_What you will do_
Write out every line below that contains "models".

▶

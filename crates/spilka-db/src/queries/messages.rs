use anyhow::Result;
use chrono::{DateTime, Utc};
use rusqlite::{Connection, OptionalExtension, params};
use uuid::Uuid;

use spilka_types::models::Message;

use crate::Database;
use crate::models::{MESSAGE_COLS, message_from_row};

impl Database {
    pub fn get_message(&self, id: Uuid) -> Result<Option<Message>> {
        self.with_conn(|conn| get_message(conn, id))
    }

    /// Cursor-based pagination: pass the `created_at` of the oldest message
    /// from the previous page to fetch older messages. Newest first.
    pub fn list_messages(
        &self,
        conversation_id: Uuid,
        limit: u32,
        before: Option<DateTime<Utc>>,
    ) -> Result<Vec<Message>> {
        self.with_conn(|conn| {
            let mut stmt = conn.prepare(&format!(
                "SELECT {MESSAGE_COLS} FROM messages
                 WHERE conversation_id = ?1 AND (?2 IS NULL OR created_at < ?2)
                 ORDER BY created_at DESC
                 LIMIT ?3"
            ))?;
            let rows = stmt
                .query_map(
                    params![conversation_id.to_string(), before, limit],
                    message_from_row,
                )?
                .collect::<std::result::Result<Vec<_>, _>>()?;
            Ok(rows)
        })
    }
}

pub fn get_message(conn: &Connection, id: Uuid) -> Result<Option<Message>> {
    let mut stmt = conn.prepare(&format!("SELECT {MESSAGE_COLS} FROM messages WHERE id = ?1"))?;
    let message = stmt
        .query_row(params![id.to_string()], message_from_row)
        .optional()?;
    Ok(message)
}

pub fn insert_message(conn: &Connection, m: &Message) -> Result<()> {
    conn.execute(
        "INSERT INTO messages (id, conversation_id, sender_id, kind, content, attachments, \
         reply_to_id, is_edited, edited_at, is_deleted, deleted_at, deleted_by, pinned_at, \
         pinned_by, forwarded_from_message_id, forwarded_from_conversation_id, created_at, \
         updated_at)
         VALUES (?1, ?2, ?3, ?4, ?5, ?6, ?7, ?8, ?9, ?10, ?11, ?12, ?13, ?14, ?15, ?16, ?17, ?18)",
        params![
            m.id.to_string(),
            m.conversation_id.to_string(),
            m.sender_id.map(|u| u.to_string()),
            m.kind.as_str(),
            m.content,
            serde_json::to_string(&m.attachments)?,
            m.reply_to_id.map(|u| u.to_string()),
            m.is_edited,
            m.edited_at,
            m.is_deleted,
            m.deleted_at,
            m.deleted_by.map(|u| u.to_string()),
            m.pinned_at,
            m.pinned_by.map(|u| u.to_string()),
            m.forwarded_from_message_id.map(|u| u.to_string()),
            m.forwarded_from_conversation_id.map(|u| u.to_string()),
            m.created_at,
            m.updated_at,
        ],
    )?;
    Ok(())
}

pub fn apply_edit(
    conn: &Connection,
    id: Uuid,
    content: &str,
    at: DateTime<Utc>,
) -> Result<()> {
    conn.execute(
        "UPDATE messages
         SET content = ?2, is_edited = 1, edited_at = ?3, updated_at = ?3
         WHERE id = ?1",
        params![id.to_string(), content, at],
    )?;
    Ok(())
}

/// Soft delete: the row and its timestamps survive for thread integrity,
/// only the payload is cleared.
pub fn apply_delete(conn: &Connection, id: Uuid, at: DateTime<Utc>, by: Uuid) -> Result<()> {
    conn.execute(
        "UPDATE messages
         SET content = NULL, attachments = '[]', is_deleted = 1, deleted_at = ?2,
             deleted_by = ?3, updated_at = ?2
         WHERE id = ?1",
        params![id.to_string(), at, by.to_string()],
    )?;
    Ok(())
}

◀

_Expected answer_
use spilka_types::models::Message;
use crate::models::{MESSAGE_COLS, message_from_row};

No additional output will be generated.